- **ACTIVITY**:
Search term "unknown": please copy every line of the records below that contains it.

◆ ◆ ◆ ◆ ◆ ◆ ◆

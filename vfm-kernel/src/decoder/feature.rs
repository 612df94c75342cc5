//! 特征定义表
//!
//! 每个特征名对应一个静态条目：bit字段、有效性规则、取值范围和标签表。
//! 所有特征共用`FeatureSpec::decode_word`这一个提取例程。

use std::fmt;
use std::str::FromStr;

use serde::Serialize;
use vfm_core::{
    BitField, FeatureType, FlagWord, VfmError, AVERAGING, FEATURE_TYPE, FEATURE_TYPE_QA, PHASE,
    PHASE_QA, SUBTYPE, SUBTYPE_QA,
};

/// "不适用"哨兵值：样本的基础特征类型与该特征不匹配
pub const NOT_APPLICABLE: i16 = -1;

/// 可解码的特征名
#[derive(Debug, Clone, Copy, PartialEq, Eq, Hash, Serialize)]
#[serde(rename_all = "snake_case")]
pub enum FeatureName {
    Type,
    TypeQa,
    Phase,
    PhaseQa,
    AerosolSubtype,
    CloudSubtype,
    PscSubtype,
    Subtype,
    SubtypeQa,
    Averaging,
}

impl FeatureName {
    /// 全部特征，按固定顺序
    pub const ALL: [FeatureName; 10] = [
        FeatureName::Type,
        FeatureName::TypeQa,
        FeatureName::Phase,
        FeatureName::PhaseQa,
        FeatureName::AerosolSubtype,
        FeatureName::CloudSubtype,
        FeatureName::PscSubtype,
        FeatureName::Subtype,
        FeatureName::SubtypeQa,
        FeatureName::Averaging,
    ];

    pub const fn as_str(self) -> &'static str {
        match self {
            FeatureName::Type => "type",
            FeatureName::TypeQa => "type_qa",
            FeatureName::Phase => "phase",
            FeatureName::PhaseQa => "phase_qa",
            FeatureName::AerosolSubtype => "aerosol_subtype",
            FeatureName::CloudSubtype => "cloud_subtype",
            FeatureName::PscSubtype => "psc_subtype",
            FeatureName::Subtype => "subtype",
            FeatureName::SubtypeQa => "subtype_qa",
            FeatureName::Averaging => "averaging",
        }
    }

    /// 该特征的解码定义
    pub fn spec(self) -> &'static FeatureSpec {
        &FEATURES[self as usize]
    }
}

impl fmt::Display for FeatureName {
    fn fmt(&self, f: &mut fmt::Formatter<'_>) -> fmt::Result {
        f.pad(self.as_str())
    }
}

impl FromStr for FeatureName {
    type Err = VfmError;

    /// 不区分大小写，同时接受`typeqa`、`aerosol`、`psc`等简写
    fn from_str(s: &str) -> Result<Self, Self::Err> {
        let name = match s.trim().to_ascii_lowercase().as_str() {
            "type" => FeatureName::Type,
            "type_qa" | "typeqa" => FeatureName::TypeQa,
            "phase" => FeatureName::Phase,
            "phase_qa" | "phaseqa" => FeatureName::PhaseQa,
            "aerosol_subtype" | "aerosol" => FeatureName::AerosolSubtype,
            "cloud_subtype" | "cloud" => FeatureName::CloudSubtype,
            "psc_subtype" | "psc" => FeatureName::PscSubtype,
            "subtype" => FeatureName::Subtype,
            "subtype_qa" | "subtypeqa" => FeatureName::SubtypeQa,
            "averaging" => FeatureName::Averaging,
            _ => return Err(VfmError::UnsupportedFeature(s.to_string())),
        };
        Ok(name)
    }
}

/// 字段有效性规则
#[derive(Debug, Clone, Copy, PartialEq, Eq)]
pub enum Validity {
    /// 对所有样本有效
    Always,
    /// 仅当基础特征类型属于给定集合时有效，否则为`NOT_APPLICABLE`
    Only(&'static [FeatureType]),
}

impl Validity {
    pub fn admits(self, base: FeatureType) -> bool {
        match self {
            Validity::Always => true,
            Validity::Only(types) => types.contains(&base),
        }
    }
}

/// 提取后的数值调整
#[derive(Debug, Clone, Copy, PartialEq, Eq)]
pub enum Adjust {
    None,
    /// 基础类型不是晴空时加1，使0专用于晴空
    ShiftUnlessClearAir,
}

/// 单个特征的解码定义
#[derive(Debug, Clone, Copy, PartialEq)]
pub struct FeatureSpec {
    pub name: FeatureName,
    /// 描述名，绘图层据此选择色表
    pub description: &'static str,
    pub field: BitField,
    pub validity: Validity,
    pub adjust: Adjust,
    pub vmin: i16,
    pub vmax: i16,
    /// 按 `value - vmin` 索引的标签
    pub labels: &'static [&'static str],
}

impl FeatureSpec {
    /// 解码单个标志字
    ///
    /// 字段宽度能表示但超出`vmax`的备用码（PSC子类型5-7、平均码6-7）
    /// 归入`vmin`对应的"N/A"桶。
    #[inline]
    pub fn decode_word(&self, word: FlagWord) -> i16 {
        let base = FeatureType::from_word(word);
        if !self.validity.admits(base) {
            return NOT_APPLICABLE;
        }

        let mut value = self.field.extract(word) as i16;
        if self.adjust == Adjust::ShiftUnlessClearAir && base != FeatureType::ClearAir {
            value += 1;
        }

        if value > self.vmax {
            self.vmin
        } else {
            value
        }
    }

    /// 按值查找标签
    pub fn label(&self, value: i16) -> Option<&'static str> {
        if value < self.vmin || value > self.vmax {
            return None;
        }
        self.labels.get((value - self.vmin) as usize).copied()
    }
}

const CLOUD_ONLY: &[FeatureType] = &[FeatureType::Cloud];
const AEROSOL_ONLY: &[FeatureType] = &[FeatureType::Aerosol];
const STRATOSPHERIC_ONLY: &[FeatureType] = &[FeatureType::Stratospheric];
const SUBTYPE_FAMILIES: &[FeatureType] = &[
    FeatureType::Cloud,
    FeatureType::Aerosol,
    FeatureType::Stratospheric,
];

/// 特征定义表，顺序与`FeatureName`一致
static FEATURES: [FeatureSpec; 10] = [
    FeatureSpec {
        name: FeatureName::Type,
        description: "Feature Type",
        field: FEATURE_TYPE,
        validity: Validity::Always,
        adjust: Adjust::None,
        vmin: 0,
        vmax: 7,
        labels: &[
            "N/A",
            "clear air",
            "cloud",
            "trop. aerosol",
            "strat. aerosol",
            "surface",
            "subsurface",
            "no signal",
        ],
    },
    FeatureSpec {
        name: FeatureName::TypeQa,
        description: "Feature Type QA",
        field: FEATURE_TYPE_QA,
        validity: Validity::Always,
        adjust: Adjust::ShiftUnlessClearAir,
        vmin: 0,
        vmax: 4,
        labels: &["Clear Air", "No", "Low", "Medium", "High"],
    },
    FeatureSpec {
        name: FeatureName::Phase,
        description: "Ice/Water Phase",
        field: PHASE,
        validity: Validity::Only(CLOUD_ONLY),
        adjust: Adjust::None,
        vmin: NOT_APPLICABLE,
        vmax: 3,
        labels: &["N/A", "unknown", "ice", "water", "oriented ice"],
    },
    FeatureSpec {
        name: FeatureName::PhaseQa,
        description: "Ice/Water Phase QA",
        field: PHASE_QA,
        validity: Validity::Always,
        adjust: Adjust::None,
        vmin: 0,
        vmax: 3,
        labels: &["None", "Low", "Medium", "High"],
    },
    FeatureSpec {
        name: FeatureName::AerosolSubtype,
        description: "Aerosol Sub-Type",
        field: SUBTYPE,
        validity: Validity::Only(AEROSOL_ONLY),
        adjust: Adjust::None,
        vmin: NOT_APPLICABLE,
        vmax: 7,
        labels: &[
            "N/A",
            "unknown",
            "clean marine",
            "dust",
            "poll. cont.",
            "clean cont.",
            "poll. dust",
            "smoke",
            "dusty marine",
        ],
    },
    FeatureSpec {
        name: FeatureName::CloudSubtype,
        description: "Cloud Sub-Type",
        field: SUBTYPE,
        validity: Validity::Only(CLOUD_ONLY),
        adjust: Adjust::None,
        vmin: NOT_APPLICABLE,
        vmax: 7,
        labels: &[
            "N/A",
            "Low, over, thin",
            "Low, over, thick",
            "Trans. Sc",
            "Low Broken",
            "Ac",
            "As",
            "Ci",
            "Cb",
        ],
    },
    FeatureSpec {
        name: FeatureName::PscSubtype,
        description: "PSC Sub-Type",
        field: SUBTYPE,
        validity: Validity::Only(STRATOSPHERIC_ONLY),
        adjust: Adjust::None,
        vmin: NOT_APPLICABLE,
        vmax: 4,
        labels: &[
            "N/A",
            "invalid",
            "PSC aerosol",
            "volcanic ash",
            "sulfate/other",
            "elevated smoke",
        ],
    },
    FeatureSpec {
        name: FeatureName::Subtype,
        description: "Sub-Type",
        field: SUBTYPE,
        validity: Validity::Only(SUBTYPE_FAMILIES),
        adjust: Adjust::None,
        vmin: NOT_APPLICABLE,
        vmax: 7,
        labels: &[
            "N/A", "Zero", "One", "Two", "Three", "Four", "Five", "Six", "Seven",
        ],
    },
    FeatureSpec {
        name: FeatureName::SubtypeQa,
        description: "Sub-Type QA",
        field: SUBTYPE_QA,
        validity: Validity::Only(SUBTYPE_FAMILIES),
        adjust: Adjust::None,
        vmin: NOT_APPLICABLE,
        vmax: 1,
        labels: &["N/A", "Not Confident", "Confident"],
    },
    FeatureSpec {
        name: FeatureName::Averaging,
        description: "Averaging Required for Detection",
        field: AVERAGING,
        validity: Validity::Always,
        adjust: Adjust::None,
        vmin: 0,
        vmax: 5,
        labels: &["N/A", "1/3 km", "1 km", "5 km", "20 km", "80 km"],
    },
];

◆ ◆ ◆ ◆ ◆ ◆ ◆

- **SOLUTION**:
        labels: &["N/A", "unknown", "ice", "water", "oriented ice"],
            "unknown",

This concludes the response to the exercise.